Diagnosis at Comprehensive Cancer Center Spares Man Disfigurement, Unnecessary Chemo, Surgery
Dealt a diagnosis of cancer that he feared could render him permanently disfigured, Bob Campana refused to accept the verdict of radical surgery and intensive treatment rendered by another nationally known hospital. He was 58, active and healthy. The small lump that he had noticed on his neck while on a Rhine River cruise with his wife was not going to stop him from living a long, full life.
Bob is living proof that obtaining another opinion at a comprehensive cancer center like University Hospitals Seidman Cancer Center – where doctors specialize in a single disease and have the most current knowledge – gives patients the best chance of beating cancer, according to Ted Teknos, President of UH Seidman Cancer Center, who specializes in head and neck cancer.
Upon his return from vacation, Bob had visited his doctors at another Cleveland hospital, where they conducted a biopsy on the walnut-sized cyst. They wanted to operate, but – reluctant to have surgery on his neck, due to nerve and artery concerns – he took the advice of a friend, who recommended seeing a cancer specialist at a noted hospital several states away.

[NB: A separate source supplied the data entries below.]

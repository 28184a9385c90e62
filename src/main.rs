use canon_audit::adapters::{FileFactSheetProvider, HttpProbe, LocalStorage};
use canon_audit::app::bundle::{self, ExportConfig, DEFAULT_EXPORT_CONFIG, TOKEN_VARIABLE};
use canon_audit::config::{AuditArgs, AuditConfig, BundleCommand, CliConfig, Command, DEFAULT_CONFIG_PATH};
use canon_audit::core::canon_uri;
use canon_audit::core::conflict;
use canon_audit::core::metadata::{self, LifecycleStatus};
use canon_audit::domain::model::Repository;
use canon_audit::domain::ports::Storage;
use canon_audit::utils::error::{AuditError, ErrorSeverity, Result};
use canon_audit::utils::{logger, validation::Validate};
use canon_audit::Auditor;
use clap::Parser;
use std::path::{Path, PathBuf};
use std::sync::Arc;
use std::time::Duration;

#[tokio::main]
async fn main() {
    let cli = CliConfig::parse();

    if cli.json_logs {
        logger::init_json_logger(cli.verbose);
    } else {
        logger::init_cli_logger(cli.verbose);
    }

    tracing::info!("Starting canon-audit CLI");
    tracing::debug!("CLI config: {:?}", cli);

    if let Err(e) = cli.validate() {
        tracing::error!("❌ Configuration validation failed: {}", e);
        tracing::error!("💡 Suggestion: {}", e.recovery_suggestion());
        eprintln!("❌ {}", e.user_friendly_message());
        std::process::exit(3);
    }

    let exit_code = match run(&cli).await {
        Ok(code) => code,
        Err(e) => {
            tracing::error!(
                "❌ canon-audit failed: {} (Category: {:?}, Severity: {:?})",
                e,
                e.category(),
                e.severity()
            );
            tracing::error!("💡 Recovery suggestion: {}", e.recovery_suggestion());
            eprintln!("❌ {}", e.user_friendly_message());
            eprintln!("💡 Suggestion: {}", e.recovery_suggestion());

            // 0-2 are verdicts; anything that stopped the command is fatal
            match e.severity() {
                ErrorSeverity::Low => 0,
                ErrorSeverity::Medium | ErrorSeverity::High | ErrorSeverity::Critical => 3,
            }
        }
    };

    std::process::exit(exit_code);
}

async fn run(cli: &CliConfig) -> Result<i32> {
    match &cli.command {
        Command::Audit(args) => {
            let config = load_config(cli.config.as_deref())?;
            run_audit(&config, args).await
        }
        Command::Uri { uris } => Ok(run_uri(uris)),
        Command::Metadata {
            files,
            previous_status,
        } => run_metadata(files, previous_status.as_deref()).await,
        Command::Resolve { files, write } => run_resolve(files, *write).await,
        Command::Bundle { action } => {
            let config = load_config(cli.config.as_deref())?;
            run_bundle(&config, action).await
        }
    }
}

fn load_config(path: Option<&Path>) -> Result<AuditConfig> {
    let config = match path {
        Some(path) => AuditConfig::from_file(path)?,
        None if Path::new(DEFAULT_CONFIG_PATH).exists() => AuditConfig::from_file(DEFAULT_CONFIG_PATH)?,
        None => {
            tracing::warn!("⚠️ No {} found, using built-in defaults", DEFAULT_CONFIG_PATH);
            AuditConfig::default()
        }
    };
    config.validate()?;
    Ok(config)
}

async fn run_audit(config: &AuditConfig, args: &AuditArgs) -> Result<i32> {
    let mut settings = config.audit_settings();
    settings.skip_runtime = args.skip_runtime;
    if let Some(concurrency) = args.concurrency {
        settings.concurrency = concurrency;
    }
    if let Some(deadline) = args.deadline_seconds {
        settings.deadline = Duration::from_secs(deadline);
    }

    let facts_dir = args
        .facts_dir
        .clone()
        .or_else(|| config.facts.directory.clone())
        .ok_or_else(|| AuditError::MissingConfigError {
            field: "facts.directory".to_string(),
        })?;

    let repositories: Vec<Repository> = config
        .repositories
        .iter()
        .filter(|repo| match args.service.as_deref() {
            Some(service) => repo.id == service || repo.name() == service,
            None => true,
        })
        .cloned()
        .collect();
    if let (Some(service), true) = (&args.service, repositories.is_empty()) {
        return Err(AuditError::ValidationError {
            message: format!("No configured repository matches '{}'", service),
        });
    }

    let auditor = Auditor::new(
        config.resolver()?,
        Arc::new(FileFactSheetProvider::new(LocalStorage::new(facts_dir))),
        Arc::new(HttpProbe::new()),
        settings,
    );
    let run = auditor.audit_all(&repositories).await;
    let json = run.to_json()?;

    match &args.output {
        Some(path) => {
            LocalStorage::new(".").write_file(path, json.as_bytes()).await?;
            tracing::info!("📁 Report saved to: {}", path);
        }
        None => println!("{}", json),
    }

    Ok(run.exit_code())
}

fn run_uri(uris: &[String]) -> i32 {
    let mut exit_code = 0;
    for input in uris {
        match canon_uri::validate(input) {
            Ok(uri) => println!("✅ {}", uri),
            Err(e) => {
                println!("❌ {}", e);
                exit_code = 1;
            }
        }
    }
    exit_code
}

async fn run_metadata(files: &[PathBuf], previous_status: Option<&str>) -> Result<i32> {
    let previous = previous_status
        .map(|value| {
            value
                .parse::<LifecycleStatus>()
                .map_err(|reason| AuditError::InvalidConfigValueError {
                    field: "--previous-status".to_string(),
                    value: value.to_string(),
                    reason,
                })
        })
        .transpose()?;

    let mut exit_code = 0;
    for path in files {
        let text = tokio::fs::read_to_string(path).await?;
        let errors: Vec<String> = match metadata::parse_frontmatter(&text) {
            Ok(fields) => metadata::validate_metadata(&fields, previous)
                .into_iter()
                .map(|e| e.to_string())
                .collect(),
            Err(e) => vec![e.to_string()],
        };

        if errors.is_empty() {
            println!("✅ {}", path.display());
        } else {
            exit_code = 1;
            println!("❌ {}", path.display());
            for error in errors {
                println!("   - {}", error);
            }
        }
    }
    Ok(exit_code)
}

async fn run_resolve(files: &[PathBuf], write: bool) -> Result<i32> {
    let mut inputs = Vec::with_capacity(files.len());
    for path in files {
        let text = tokio::fs::read_to_string(path).await?;
        inputs.push((path.display().to_string(), text));
    }

    let mut exit_code = 0;
    for (path, outcome) in conflict::resolve_batch(inputs).await {
        let resolution = match outcome {
            Ok(resolution) => resolution,
            Err(e) => {
                println!("❌ {}: {}", path, e);
                exit_code = 3;
                continue;
            }
        };

        for (region, proposal) in resolution.regions.iter().zip(&resolution.resolutions) {
            println!(
                "   region {} (lines {}-{}): {} - {}",
                region.index, region.start_line, region.end_line, proposal.strategy, proposal.rationale
            );
        }

        match &resolution.resolved {
            Some(resolved) if write && !resolution.regions.is_empty() => {
                tokio::fs::write(&path, &resolved.text).await?;
                println!("✅ {}: resolved and written", path);
            }
            Some(_) => println!("✅ {}: {} region(s) resolvable", path, resolution.regions.len()),
            None => {
                println!(
                    "⚠️ {}: regions {:?} need manual review",
                    path, resolution.unresolved
                );
                exit_code = exit_code.max(1);
            }
        }
    }
    Ok(exit_code)
}

async fn run_bundle(config: &AuditConfig, action: &BundleCommand) -> Result<i32> {
    let path = config
        .bundles
        .as_ref()
        .map(|b| b.config.clone())
        .unwrap_or_else(|| DEFAULT_EXPORT_CONFIG.to_string());
    tracing::info!("🔍 Bundle export config: {}", path);
    let export = ExportConfig::from_file(&path)?;

    let check = match action {
        BundleCommand::Preflight { bundle: key } => {
            let token = std::env::var(TOKEN_VARIABLE).ok();
            bundle::preflight(&export, key.as_deref(), token.as_deref()).await
        }
        BundleCommand::Verify { bundle: key } => bundle::verify(&export, key).await?,
    };

    println!("{}", serde_json::to_string_pretty(&check)?);
    Ok(check.exit_code())
}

Doctors at this out-of-state hospital suggested an even more invasive treatment regimen of radical surgery, removal of lymph nodes on both sides of his neck and extensive radiation and chemotherapy. Risks of surgery includes a significant chance of nerve damage to shoulders, impaired hearing and difficulty swallowing.
But Bob had not yet come to University Hospitals.
Sparing Unnecessary Treatment
Fortunately, another concerned friend urged Bob to seek a third opinion from Dr. Teknos, who specializes in head and neck cancer.
“Bob had a ‘cyst’ removed from his neck by a very capable surgeon after an extensive workup only to be surprised by a cancer diagnosis when the final pathology was signed out,” Dr. Teknos said. “A primary site of tumor had not been identified prior to the surgery, and the fact that his neck had already been operated on posed a unique dilemma. Fortunately, we were able to identify a primary site hidden in his tonsil, and this allowed us to treat him in a very tailored, less aggressive manner.”
Bob strongly believes that Dr. Teknos spared him unnecessary surgery and chemotherapy, as well as bilateral radiation therapy. He ultimately had radiation treatment only to the left side of his neck.
“Here I’ve got a world-class surgeon being proactive on my behalf,” Bob recalled. “I go from having radical throat surgery, stripping the neck, bilateral radiation and then chemo to having just radiation on one side of my neck.”
Minimally invasive techniques for head and neck cancer, such as the DaVinci robot and transoral lasers, do not disfigure patients, Dr. Teknos said. However, dissection of the neck may lead to significant issues such as shoulder and neck pain, numbness, and limited mobility.
In many instances, patients undergo a combination of chemotherapy and radiation therapy is recommended. For advanced head and neck cancers, radiation therapy is typically indicated.
Milestones to Come
Bob’s first granddaughter, Sophia Grace, was born the day after his first radiation treatment. Awaiting her birth, he left to go to his second of 33 treatments and returned later for her arrival. The following spring – on his 59th birthday – granddaughter Livia Carmen was born, a month after he concluded 33 radiation treatments and rang the celebratory bell.
This month, he celebrated the joyous wedding of his youngest child.
Along with photos of his beloved family members adorning his office, the real estate developer and venture capital investor has a large photograph of Dr. Teknos.
“He’s my angel,” Bob said. “I would have yielded to one of these other hospitals if they had found the cancer while removing the cyst. I would have been right into the radical process – and in dire straits.
“God’s hand was in all of this.”
For his part, Dr. Teknos now considers Bob a friend and is honored to be included among the photos of special people in his office. Impacting a patient’s life with a positive outcome is truly a privilege.
“The patient-doctor relationship is a sacred trust and very few people get to experience the joy of truly making a difference in the lives of others and their families,” says Dr. Teknos. “It is critical to obtain second opinions from Comprehensive Cancer Centers like ours. Shockingly, as many as 20 percent of cancer diagnoses are inaccurate when made outside of such centers. Survival is higher among patients who receive second opinions and are treated by health systems – like UH – that have Comprehensive Cancer Center status.”
UH is an affiliate member of the NCI-designated Case Comprehensive Cancer Center. There are only 50 comprehensive cancer centers in the United States.